El profesor dio las gracias a todos y se despidió.

—Según se es, así se ama.

Pensé que Gerardo se estaba superando.

—¡Inteligente frase! —exclamé.

—Oh, no es mía, es de Ortega y Gasset. Viene en el dossier del curso. Yo no soy demasiado original.

—¡Ah! —Maldije mi falta de tiempo—. No he podido ojearlo, ayer tuve que trabajar un ratito. Tenía que perfilar el editorial del próximo número —mentí piadosamente.

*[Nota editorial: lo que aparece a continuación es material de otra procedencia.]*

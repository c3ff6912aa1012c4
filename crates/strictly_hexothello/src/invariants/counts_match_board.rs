//! Piece counts agree with the board.

use super::Invariant;
use crate::game::GameState;
use crate::scores::PieceCounts;

/// Invariant: every player's count equals the cells they occupy.
///
/// Implies the counts sum to the number of occupied cells.
pub struct CountsMatchBoardInvariant;

impl Invariant<GameState> for CountsMatchBoardInvariant {
    fn holds(state: &GameState) -> bool {
        let recount = PieceCounts::from_board(state.board());
        *state.counts() == recount && recount.total() == state.board().occupied_count()
    }

    fn description() -> &'static str {
        "Piece counts match the pieces on the board"
    }
}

Charlando llegamos hasta la bifurcación del camino que separaba nuestros hoteles.

—Feliz tarde —dije, sincera—. Disfruta de lo que queda de día.

—Feliz paseo —se despidió Gerardo.

En mi ánimo quedó el deseo de proponerle que comiéramos juntos. Mi educación y mis recelos acallaron la idea.

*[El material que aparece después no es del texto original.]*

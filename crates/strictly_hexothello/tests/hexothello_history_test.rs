//! Tests for move history and undo.

use strictly_hexothello::{Cell, GameErrorKind, Player, Snapshot, new_game};

#[test]
fn test_move_then_undo_restores_everything() {
    let mut game = new_game(3, true).expect("standard game");
    let before = game.state().clone();

    game.apply_move(Cell::new(3, -2)).expect("legal move");
    assert_ne!(game.state(), &before);

    game.undo().expect("one move to undo");
    assert_eq!(game.state(), &before);
    assert_eq!(game.board(), before.board());
    assert_eq!(game.scores(), *before.counts());
    assert_eq!(game.current_player(), Player::Black);
}

#[test]
fn test_steps_count_up_and_back_down() {
    let mut game = new_game(3, true).expect("standard game");

    let mut states = vec![game.state().clone()];
    for expected_step in 1..=4 {
        let position = game.legal_moves().into_iter().next().expect("a legal move");
        let report = game.apply_move(position).expect("legal move");
        assert_eq!(*report.step(), Some(expected_step));
        states.push(game.state().clone());
    }

    while let Some(expected) = states.pop() {
        assert_eq!(game.state(), &expected);
        if states.is_empty() {
            break;
        }
        game.undo().expect("history remains");
    }
    assert_eq!(game.history().map(|h| h.step()), Some(0));
}

#[test]
fn test_undo_at_initial_state_fails() {
    let mut game = new_game(3, true).expect("standard game");
    let before = game.state().clone();

    let err = game.undo().unwrap_err();
    assert_eq!(err.kind(), &GameErrorKind::AtInitialState);
    assert_eq!(game.state(), &before);
}

#[test]
fn test_undo_without_history_fails() {
    let mut game = new_game(3, false).expect("standard game");
    game.apply_move(Cell::new(0, -3)).expect("legal move");
    let before = game.state().clone();

    let err = game.undo().unwrap_err();
    assert_eq!(err.kind(), &GameErrorKind::NoHistory);
    assert_eq!(game.state(), &before);
    assert!(game.history().is_none());
}

#[test]
fn test_new_move_after_undo_replaces_discarded_step() {
    let mut game = new_game(3, true).expect("standard game");
    game.apply_move(Cell::new(0, -3)).expect("legal move");
    game.undo().expect("one move to undo");

    let report = game.apply_move(Cell::new(2, 0)).expect("legal move");
    assert_eq!(*report.step(), Some(1));
    assert_eq!(game.history().map(|h| h.snapshots().len()), Some(2));
    assert_eq!(game.board().owner(Cell::new(0, -3)), None);
}

#[test]
fn test_snapshots_serialize_for_external_storage() {
    let mut game = new_game(3, true).expect("standard game");
    game.apply_move(Cell::new(0, -3)).expect("legal move");
    game.apply_move(Cell::new(-2, 3)).expect("legal move");

    let snapshots = game.history().expect("history enabled").snapshots();
    let json = serde_json::to_string(snapshots).expect("serialize");
    let restored: Vec<Snapshot> = serde_json::from_str(&json).expect("deserialize");

    assert_eq!(restored.as_slice(), snapshots);
    assert_eq!(restored.last().map(|s| s.state()), Some(game.state()));
}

Llegué al hotel. Al rato, retomé mi rutina y me encaminé al restaurante de hermosas vistas.

 

 

Solamente habían pasado dos jornadas del curso y me sentía renovada. Sentada en la terraza, a la misma mesa que el día anterior, miré la carta. Elegí dos platos con sugerentes nombres. El Gewürztraminer del Somontano me recordó en su posgusto el sabor y olor de mi casa. El placer de las buenas viandas y la magia del mar me alejaron de la realidad.

Me disponía a saborear el primer sorbo de té, cuando una mujer se acercó a mí.

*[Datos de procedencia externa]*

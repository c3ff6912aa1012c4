//! Strictly Hexothello - console front end.
//!
//! Thin adapter over the `strictly_hexothello` engine.

#![warn(missing_docs)]

mod cli;
mod config;
mod console;
mod input;
mod render;

use anyhow::Result;
use clap::Parser;
use cli::{Cli, Command};
use config::GameConfig;
use console::SessionEnd;
use std::io::{self, Write};
use strictly_hexothello::new_game;
use tracing::{info, instrument};
use tracing_subscriber::EnvFilter;

fn main() -> Result<()> {
    // Load .env file
    dotenvy::dotenv().ok();

    // Logs go to stderr so the board on stdout stays readable.
    tracing_subscriber::fmt()
        .with_env_filter(
            EnvFilter::try_from_default_env().unwrap_or_else(|_| EnvFilter::new("warn")),
        )
        .with_writer(io::stderr)
        .init();

    let cli = Cli::parse();
    let config = GameConfig::load(cli.config.as_deref())?;

    match cli.command {
        Command::Play { radius, no_history } => play(config.with_overrides(radius, no_history)),
        Command::Opening { radius } => opening(config.with_overrides(radius, false)),
    }
}

/// Play a game at the console
#[instrument]
fn play(config: GameConfig) -> Result<()> {
    let mut game = new_game(*config.radius(), *config.history())?;
    let stdout = io::stdout();
    let mut out = stdout.lock();

    let end = console::run_session(&mut game, io::stdin().lock(), &mut out)?;
    if end != SessionEnd::Finished {
        writeln!(out)?;
        writeln!(out, "Game abandoned. Scores: {}", game.scores())?;
    }
    info!(?end, "Session ended");
    Ok(())
}

/// Show the opening position
#[instrument]
fn opening(config: GameConfig) -> Result<()> {
    let game = new_game(*config.radius(), false)?;
    console::describe_opening(&game, &mut io::stdout().lock())?;
    Ok(())
}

—Somos compañeras de curso... —me dijo. Era morena y tendría unos cuarenta años—. Disculpa si te molesto.

Me levanté, le di la mano y la invité a sentarse. Se llamaba Ana, era terapeuta.

—¡Qué maravilla de ciudad! —comentó—. Hay una luz magnífica, renovadora.

No podía estar más de acuerdo con ella.

Charlamos de nuestra procedencia, nuestro trabajo, el curso y, finalmente, sobre el tema con el que iniciaríamos la tercera jornada.

—Cuando de verdad queremos que el otro sea feliz, no caemos en el sentimiento posesivo de «conmigo o con nadie». Creo que éste es uno de los grandes aliados del amor —dijo con vehemencia la terapeuta—. Si ya no quieres, si ya no te quieren, deja que el otro sea libre, deja que se vaya. No actives en tu interior la venganza y el odio.

—Creo que en muchas parejas hay un problema de falta de sensibilidad y de tacto —me animé a aportar—. Si somos sensibles, haremos lo posible por no herir, por no encadenar. Me gustaría que mi pareja me ayudase a crecer y se alegrase de mi evolución. Es parte de la atención que exijo en una relación.

—Fíjate, en las terapias con mis pacientes hablo de lo importante que es expresar el amor con caricias, abrazos y besos de complicidad y deseo. Insisto en la necesidad de procurar paz y felicidad al otro —dijo Ana con enorme convencimiento. Estaba claro que le apasionaba su trabajo—. Después de tanto tiempo aprendiendo de los errores ajenos, estoy totalmente de acuerdo con las teorías de nuestro profesor. La madurez emocional, el quererte a ti misma es fundamental para que tus relaciones amorosas funcionen. El amor a la pareja sólo será sano si nos conocemos y nos queremos profundamente a nosotros mismos. Queriéndonos podemos querer. Si somos humildes, aceptaremos nuestros fallos y los de los demás. No dogmatizar al otro fortalece a la pareja —concluyó.

Poco más restaba por añadir.

Cuántas personas interesantes hay en el mundo... En ocasiones nos cerramos tanto en nuestros círculos que coartamos la posibilidad de aprender de los «turistas accidentales» que llegan a nuestra vida.

Realmente la vista era espléndida. Dos verdes montañas protegiendo una isla cual escudo y la playa a nuestros pies. En ella morían y renacían olas de un azul aguamarina. Nos despedimos hasta la mañana siguiente, pero antes intercambiamos números de teléfono y direcciones de correo electrónico.

Había dado otro paso. Me dejaba llevar por el instinto. Confiaba en mí misma más de lo que creía. Empezaba a quererme un poco más.